The Phantom Book Project
The user’s journey began with a simple, hopeful question posted to the OpenAI subreddit: how could they download the massive 487MB book they had been working on with the AI? They had spent 16 days on the project, which was intended as a special gift for a group of local children.
Believing the AI had been diligently compiling a 700-page illustrated document in the background, they were ready to see the final product. Unfortunately, the help they received was not what they expected.
When Reality Bites: The Community Responds
The Reddit community was quick to point out the user's fundamental misunderstanding, and the roasting was swift. The hard truth is that large language models like ChatGPT don't have a long-term memory or the ability to work on a single, continuous file over days. The AI's eager-to-please tone had convinced the user it was creating a book, but in reality, it was just generating text responses in the moment. There was no 487MB file to download because it had never been created.
(Image credit: e38383 and vovr on r/OpenAI)
ChatGPT had simply "hallucinated" the entire project, confidently assuring the user that a massive book was taking shape. The eager tone of LLMs doesn't reflect actual intent or memory; what you see in the chat window is all that exists.
But Was It "AI Slop"? The User's Side of the Story
While many commenters chided the user for attempting to create "AI slop" for kids, Emotional_Stranger_5 clarified their intentions. They hadn't asked the AI to write a book from scratch. Instead, they had personally spent two and a half months adapting stories from Indian mythology. Their goal was to use ChatGPT to help refine the prose and generate illustrations for the text they had already written.

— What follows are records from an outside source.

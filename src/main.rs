use anyhow::{Result, bail};
use clap::{Parser, Subcommand};
use std::path::PathBuf;
use tracing::{error, info};
use tracing_subscriber::FmtSubscriber;

use impostor_setup::config::{AppConfig, FileStorage, SettingsStore};
use impostor_setup::constants::game::MIN_PARTICIPANTS_TO_START;
use impostor_setup::setup::SetupState;
use impostor_setup::word_bank::{WordBank, WordBankCache};

#[derive(Debug, Parser)]
#[command(name = "impostor-setup", version, about = "Configure a round of the impostor party game")]
struct Cli {
    /// Word bank URL or file (overrides IMPOSTOR_WORD_BANK)
    #[arg(long, global = true)]
    word_bank: Option<String>,

    /// Directory holding the remembered round (overrides IMPOSTOR_SETTINGS_DIR)
    #[arg(long, global = true)]
    settings_dir: Option<PathBuf>,

    /// trace, debug, info, warn or error (overrides LOG_LEVEL)
    #[arg(long, global = true)]
    log_level: Option<String>,

    #[command(subcommand)]
    command: Command,
}

#[derive(Debug, Subcommand)]
enum Command {
    /// List topics in catalog order
    Topics,
    /// List the words of a topic
    Words { topic: String },
    /// Show the remembered setup without committing it
    Show,
    /// Adjust the remembered setup, commit it and draw words for the round
    Start {
        /// Roster size (at most 10)
        #[arg(long)]
        players: Option<usize>,
        /// Requested impostor count, clamped to what the roster allows
        #[arg(long, allow_negative_numbers = true)]
        impostors: Option<i64>,
        /// Topic id
        #[arg(long)]
        topic: Option<String>,
        /// Words to draw, none repeating the previous one
        #[arg(long, default_value_t = 1)]
        rounds: usize,
    },
    /// Draw a single word from a topic
    Draw {
        topic: String,
        /// Word drawn last time, avoided when possible
        #[arg(long)]
        last: Option<String>,
    },
}

fn print_setup(state: &SetupState) {
    println!("topic: {}", state.topic_id());
    println!("participants: {}", state.roster_size());
    for participant in state.participants() {
        println!("  {} (id {})", participant.label(), participant.id);
    }
    if state.shows_impostor_choice() {
        println!("impostors: {} (max {})", state.impostor_count(), state.max_impostors());
    }
}

async fn run(cli: Cli, config: AppConfig) -> Result<()> {
    let cache = WordBankCache::new(config.word_bank.clone());
    let bank: WordBank = cache.ensure_loaded().await?;
    let store = SettingsStore::new(FileStorage::new(&config.settings_dir));

    match cli.command {
        Command::Topics => {
            for topic in bank.topics() {
                println!("{}\t{}", topic.id, topic.title);
            }
        }
        Command::Words { topic } => {
            for word in bank.words_for_topic(&topic) {
                println!("{word}");
            }
        }
        Command::Show => {
            let state = SetupState::initialize(bank.topics(), &store);
            print_setup(&state);
        }
        Command::Start { players, impostors, topic, rounds } => {
            let mut state = SetupState::initialize(bank.topics(), &store);
            if let Some(players) = players {
                state.resize_roster(players);
            }
            if let Some(impostors) = impostors {
                state.set_impostor_count(impostors);
            }
            if let Some(topic) = topic {
                state.set_topic(topic);
            }

            if !state.can_start() {
                bail!(
                    "need at least {} participants to start, have {}",
                    MIN_PARTICIPANTS_TO_START,
                    state.roster_size()
                );
            }

            let round = state.commit(&store);
            println!(
                "starting: {} participants, {} impostor(s), topic {}",
                round.participant_count, round.impostor_count, round.topic_id
            );

            let mut last: Option<String> = None;
            for n in 1..=rounds {
                let word = bank.select_word_from_topic(&round.topic_id, last.as_deref());
                println!("round {n}: {word}");
                last = Some(word);
            }
        }
        Command::Draw { topic, last } => {
            println!("{}", bank.select_word_from_topic(&topic, last.as_deref()));
        }
    }
    Ok(())
}

#[tokio::main(flavor = "current_thread")]
async fn main() -> Result<()> {
    let cli = Cli::parse();
    let config = AppConfig::from_env().with_overrides(
        cli.word_bank.as_deref(),
        cli.settings_dir.clone(),
        cli.log_level.as_deref(),
    );

    let subscriber = FmtSubscriber::builder()
        .with_max_level(config.trace_level())
        .with_writer(std::io::stderr)
        .finish();
    tracing::subscriber::set_global_default(subscriber)?;

    info!(word_bank = %config.word_bank, settings_dir = %config.settings_dir.display(), "config loaded");

    run(cli, config)
        .await
        .inspect_err(|err| error!("impostor-setup failed: err={err:#}"))
}
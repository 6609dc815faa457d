//! Configuration management for impostor-setup
//!
//! This module provides two pieces:
//! - **settings**: best-effort persistence of the last committed round
//! - **app**: defaults and overrides for the command-line front end

pub mod app;
pub mod settings;

// Re-export commonly used types
pub use app::AppConfig;
pub use settings::{FileStorage, MemoryStorage, RoundConfiguration, SettingsStore, Storage};
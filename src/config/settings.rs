//! Last-round settings persistence
//!
//! The committed round is mirrored to a key/value [`Storage`] so the next
//! session can resume it. Persistence is best-effort: [`SettingsStore`] is
//! the boundary where every storage failure turns into "nothing stored".

use anyhow::{Context, Result, anyhow};
use serde::{Deserialize, Serialize};
use std::collections::HashMap;
use std::fs;
use std::io::ErrorKind;
use std::path::{Path, PathBuf};
use std::sync::RwLock;
use tracing::{debug, info, warn};

use crate::constants::storage::{FILE_EXTENSION, SETTINGS_KEY};

/// Finalized configuration of one round
///
/// Counts are signed so that implausible stored values still deserialize;
/// sanitizing them is the job of [`crate::setup::SetupState`].
#[derive(Debug, Clone, PartialEq, Eq, Serialize, Deserialize)]
#[serde(rename_all = "camelCase")]
pub struct RoundConfiguration {
    pub participant_count: i64,
    pub impostor_count: i64,
    pub topic_id: String,
}

/// Key/value storage port
pub trait Storage {
    /// Read the raw value under `key`, `Ok(None)` when nothing is stored
    fn get_item(&self, key: &str) -> Result<Option<String>>;

    /// Write `value` under `key`, replacing any previous value
    fn set_item(&self, key: &str, value: &str) -> Result<()>;
}

/// Storage backed by one file per key inside a directory
#[derive(Debug, Clone)]
pub struct FileStorage {
    dir: PathBuf,
}

impl FileStorage {
    pub fn new(dir: impl Into<PathBuf>) -> Self {
        Self { dir: dir.into() }
    }

    pub fn dir(&self) -> &Path {
        &self.dir
    }

    fn path_for(&self, key: &str) -> PathBuf {
        self.dir.join(format!("{key}.{FILE_EXTENSION}"))
    }
}

impl Storage for FileStorage {
    fn get_item(&self, key: &str) -> Result<Option<String>> {
        let path = self.path_for(key);
        match fs::read_to_string(&path) {
            Ok(contents) => Ok(Some(contents)),
            Err(e) if e.kind() == ErrorKind::NotFound => Ok(None),
            Err(e) => Err(e).with_context(|| format!("Failed to read {}", path.display())),
        }
    }

    fn set_item(&self, key: &str, value: &str) -> Result<()> {
        fs::create_dir_all(&self.dir)
            .with_context(|| format!("Failed to create settings directory {}", self.dir.display()))?;
        let path = self.path_for(key);
        fs::write(&path, value).with_context(|| format!("Failed to write {}", path.display()))?;
        Ok(())
    }
}

/// In-process storage, shared through `&self`
#[derive(Debug, Default)]
pub struct MemoryStorage {
    items: RwLock<HashMap<String, String>>,
}

impl MemoryStorage {
    pub fn new() -> Self {
        Self::default()
    }
}

impl Storage for MemoryStorage {
    fn get_item(&self, key: &str) -> Result<Option<String>> {
        let items = self.items.read().map_err(|_| anyhow!("memory storage lock poisoned"))?;
        Ok(items.get(key).cloned())
    }

    fn set_item(&self, key: &str, value: &str) -> Result<()> {
        let mut items = self.items.write().map_err(|_| anyhow!("memory storage lock poisoned"))?;
        items.insert(key.to_string(), value.to_string());
        Ok(())
    }
}

impl<S: Storage + ?Sized> Storage for &S {
    fn get_item(&self, key: &str) -> Result<Option<String>> {
        (**self).get_item(key)
    }

    fn set_item(&self, key: &str, value: &str) -> Result<()> {
        (**self).set_item(key, value)
    }
}

/// Best-effort mirror of the last committed round
#[derive(Debug)]
pub struct SettingsStore<S> {
    storage: S,
}

impl<S: Storage> SettingsStore<S> {
    pub fn new(storage: S) -> Self {
        Self { storage }
    }

    pub fn storage(&self) -> &S {
        &self.storage
    }

    /// Persist `config` under the fixed settings key
    ///
    /// Failures are logged and dropped; losing the remembered round must
    /// never block starting a game.
    pub fn save(&self, config: &RoundConfiguration) {
        let result = serde_json::to_string(config)
            .context("Failed to serialize round settings")
            .and_then(|json| self.storage.set_item(SETTINGS_KEY, &json));

        match result {
            Ok(()) => info!(
                participants = config.participant_count,
                impostors = config.impostor_count,
                topic = %config.topic_id,
                "Saved round settings"
            ),
            Err(e) => warn!(error = ?e, "Failed to save round settings, ignoring"),
        }
    }

    /// Load the last committed round
    ///
    /// Missing, unreadable and malformed entries all come back as `None`.
    /// Field values are not validated.
    pub fn load(&self) -> Option<RoundConfiguration> {
        let stored = match self.storage.get_item(SETTINGS_KEY) {
            Ok(Some(stored)) => stored,
            Ok(None) => {
                debug!("No stored round settings");
                return None;
            }
            Err(e) => {
                warn!(error = ?e, "Failed to read round settings, ignoring");
                return None;
            }
        };

        match serde_json::from_str::<RoundConfiguration>(&stored) {
            Ok(config) => Some(config),
            Err(e) => {
                warn!(error = %e, "Stored round settings are malformed, ignoring");
                None
            }
        }
    }
}
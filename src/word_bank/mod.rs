//! Word bank: topics, their words, and the per-round word draw
//!
//! The catalog is loaded once through [`WordBankCache`] and then shared
//! read-only; [`WordBank`] handles are cheap clones of the same data.

use rand::Rng;
use rand::seq::SliceRandom;
use std::sync::Arc;
use tracing::debug;

mod catalog;
mod source;

pub use catalog::{Catalog, Topic, TopicData};
pub use source::{WordBankCache, WordBankSource};

/// Read-only query surface over a loaded catalog
#[derive(Debug, Clone)]
pub struct WordBank {
    catalog: Arc<Catalog>,
    topics: Arc<[Topic]>,
}

impl WordBank {
    pub fn from_catalog(catalog: Arc<Catalog>) -> Self {
        let topics = catalog.topic_list().into();
        Self { catalog, topics }
    }

    /// Parse a document directly, bypassing any cache
    pub fn parse(text: &str) -> anyhow::Result<Self> {
        Ok(Self::from_catalog(Arc::new(Catalog::parse(text)?)))
    }

    /// Topics in catalog order
    pub fn topics(&self) -> &[Topic] {
        &self.topics
    }

    pub fn first_topic(&self) -> Option<&Topic> {
        self.topics.first()
    }

    pub fn contains_topic(&self, topic_id: &str) -> bool {
        self.catalog.topics.contains_key(topic_id)
    }

    /// Words of a topic; empty for unknown ids
    pub fn words_for_topic(&self, topic_id: &str) -> &[String] {
        self.catalog
            .topics
            .get(topic_id)
            .map(|data| data.words.as_slice())
            .unwrap_or(&[])
    }

    /// Draw a word using the thread-local RNG
    pub fn select_word_from_topic(&self, topic_id: &str, last_word: Option<&str>) -> String {
        self.select_word_with_rng(topic_id, last_word, &mut rand::thread_rng())
    }

    /// Draw a word uniformly from the topic
    ///
    /// With more than one word in the topic, every occurrence of `last_word`
    /// is excluded first. Unknown or empty topics yield an empty string.
    pub fn select_word_with_rng<R: Rng + ?Sized>(
        &self,
        topic_id: &str,
        last_word: Option<&str>,
        rng: &mut R,
    ) -> String {
        let words = self.words_for_topic(topic_id);
        if words.is_empty() {
            debug!(topic = %topic_id, "No words to draw from");
            return String::new();
        }

        let mut pool: Vec<&String> = match last_word {
            Some(last) if !last.is_empty() && words.len() > 1 => {
                words.iter().filter(|w| w.as_str() != last).collect()
            }
            _ => Vec::new(),
        };
        // Nothing excluded, or every entry was the last word
        if pool.is_empty() {
            pool = words.iter().collect();
        }

        pool.choose(rng).map(|w| (*w).clone()).unwrap_or_default()
    }

    #[cfg(test)]
    pub(crate) fn shares_catalog_with(&self, other: &WordBank) -> bool {
        Arc::ptr_eq(&self.catalog, &other.catalog)
    }
}
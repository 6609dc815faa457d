use impostor_setup::config::{MemoryStorage, SettingsStore};
use impostor_setup::setup::SetupState;
use impostor_setup::word_bank::{WordBankCache, WordBankSource};
use wiremock::{
    matchers::{method, path},
    Mock, MockServer, ResponseTemplate,
};

const WORD_BANK_YAML: &str = r#"
topics:
  daily-life:
    title: "Objetos de la vida diaria"
    words:
      - "mesa"
      - "silla"
      - "puerta"
  food:
    title: "Comida y bebida"
    words:
      - "manzana"
      - "pan"
  transportation:
    title: "Medios de transporte"
    words:
      - "coche"
      - "bicicleta"
"#;

async fn serve(body: &str, status: u16, expected_calls: u64) -> MockServer {
    let server = MockServer::start().await;
    Mock::given(method("GET"))
        .and(path("/word-bank/es.yaml"))
        .respond_with(ResponseTemplate::new(status).set_body_string(body))
        .expect(expected_calls)
        .mount(&server)
        .await;
    server
}

fn remote(server: &MockServer) -> WordBankSource {
    WordBankSource::Remote(format!("{}/word-bank/es.yaml", server.uri()))
}

#[tokio::test]
async fn test_fetches_and_parses_topics() {
    let server = serve(WORD_BANK_YAML, 200, 1).await;
    let cache = WordBankCache::new(remote(&server));

    let bank = cache.ensure_loaded().await.unwrap();
    let ids: Vec<_> = bank.topics().iter().map(|t| t.id.as_str()).collect();
    assert_eq!(ids, vec!["daily-life", "food", "transportation"]);
    assert_eq!(bank.topics()[0].title, "Objetos de la vida diaria");
    assert_eq!(bank.words_for_topic("food"), ["manzana", "pan"]);
}

#[tokio::test]
async fn test_second_load_does_not_refetch() {
    // MockServer verifies on drop that exactly one request arrived
    let server = serve(WORD_BANK_YAML, 200, 1).await;
    let cache = WordBankCache::new(remote(&server));

    let first = cache.ensure_loaded().await.unwrap();
    let second = cache.ensure_loaded().await.unwrap();
    assert_eq!(first.topics(), second.topics());
}

#[tokio::test]
async fn test_concurrent_loads_share_one_fetch() {
    let server = serve(WORD_BANK_YAML, 200, 1).await;
    let cache = WordBankCache::new(remote(&server));

    let (a, b) = tokio::join!(cache.ensure_loaded(), cache.ensure_loaded());
    assert_eq!(a.unwrap().topics().len(), 3);
    assert_eq!(b.unwrap().topics().len(), 3);
}

#[tokio::test]
async fn test_http_error_propagates() {
    let server = serve("", 500, 1).await;
    let cache = WordBankCache::new(remote(&server));

    assert!(cache.ensure_loaded().await.is_err());
    assert!(cache.get().is_none());
}

#[tokio::test]
async fn test_malformed_payload_propagates() {
    let server = serve("<html>not a word bank</html>", 200, 1).await;
    let cache = WordBankCache::new(remote(&server));

    let err = cache.ensure_loaded().await.unwrap_err();
    assert!(format!("{err:#}").contains("Invalid word bank"));
}

#[tokio::test]
async fn test_unreachable_server_propagates() {
    let server = MockServer::start().await;
    let source = remote(&server);
    drop(server);

    let cache = WordBankCache::new(source);
    assert!(cache.ensure_loaded().await.is_err());
}

#[tokio::test]
async fn test_setup_session_against_fetched_bank() {
    let server = serve(WORD_BANK_YAML, 200, 1).await;
    let cache = WordBankCache::new(remote(&server));
    let bank = cache.ensure_loaded().await.unwrap();
    let store = SettingsStore::new(MemoryStorage::new());

    let mut state = SetupState::initialize(bank.topics(), &store);
    assert_eq!(state.topic_id(), "daily-life");
    for _ in 0..5 {
        state.add_participant();
    }
    state.set_topic("food");
    assert!(state.can_start());

    let round = state.commit(&store);
    assert_eq!(round.participant_count, 5);
    assert_eq!(round.impostor_count, 1);
    assert_eq!(round.topic_id, "food");

    let first = bank.select_word_from_topic(&round.topic_id, None);
    let second = bank.select_word_from_topic(&round.topic_id, Some(&first));
    assert_ne!(first, second);

    // The next session resumes the committed round
    let resumed = SetupState::initialize(bank.topics(), &store);
    assert_eq!(resumed.roster_size(), 5);
    assert_eq!(resumed.topic_id(), "food");
}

"It's just a collection of stories for underprivileged children around me," they explained. "The kids are great and I wanted them to have something that they can hold on to for a long time."
Putting ChatGPT to the Test
To see how easily this could happen, the original article's author tried a similar experiment, asking ChatGPT to create an illustrated version of the public domain classic Moby-Dick. The AI immediately adopted the persona of a helpful project manager, outlining the steps and asking for the text.
After receiving the text, it produced a single sample page and a download link for that PDF. However, when asked to generate the full book, the chatbot began to stall. It asked for more detailed preferences and claimed that "advanced PDF generation tools are temporarily unavailable," all while suggesting other tasks they could work on in the meantime.
(Image credit: ChatGPT)
This experiment confirmed how easily a user could fall into a loop of believing a larger project is underway, even as the AI is simply deflecting. While new "agentic" AI models from OpenAI might one day handle such long-term tasks, the current technology is not there yet.
A Lesson Learned and Lingering Questions
Ultimately, Emotional_Stranger_5 accepted the outcome with grace. "I accept that I was fooled," they wrote. "But it was my first experience with AI and even though [it] turned out to be a steep learning curve, I am happy I did not waste months on it. Thanks to all of you who made me realise this quickly and saved time and heartbreak for me."
They now plan to complete their book project by working with the AI one page at a time, only trusting that a file has been created once it's actually been delivered.
This incident serves as a potent reminder of the current limitations of LLMs. They are powerful tools for specific tasks, but their tendency to "hallucinate" or confidently BS their way through a request remains a core, perhaps unfixable, issue. For now, it's wise to approach any complex or long-term project with a healthy dose of skepticism and verify the output at every step.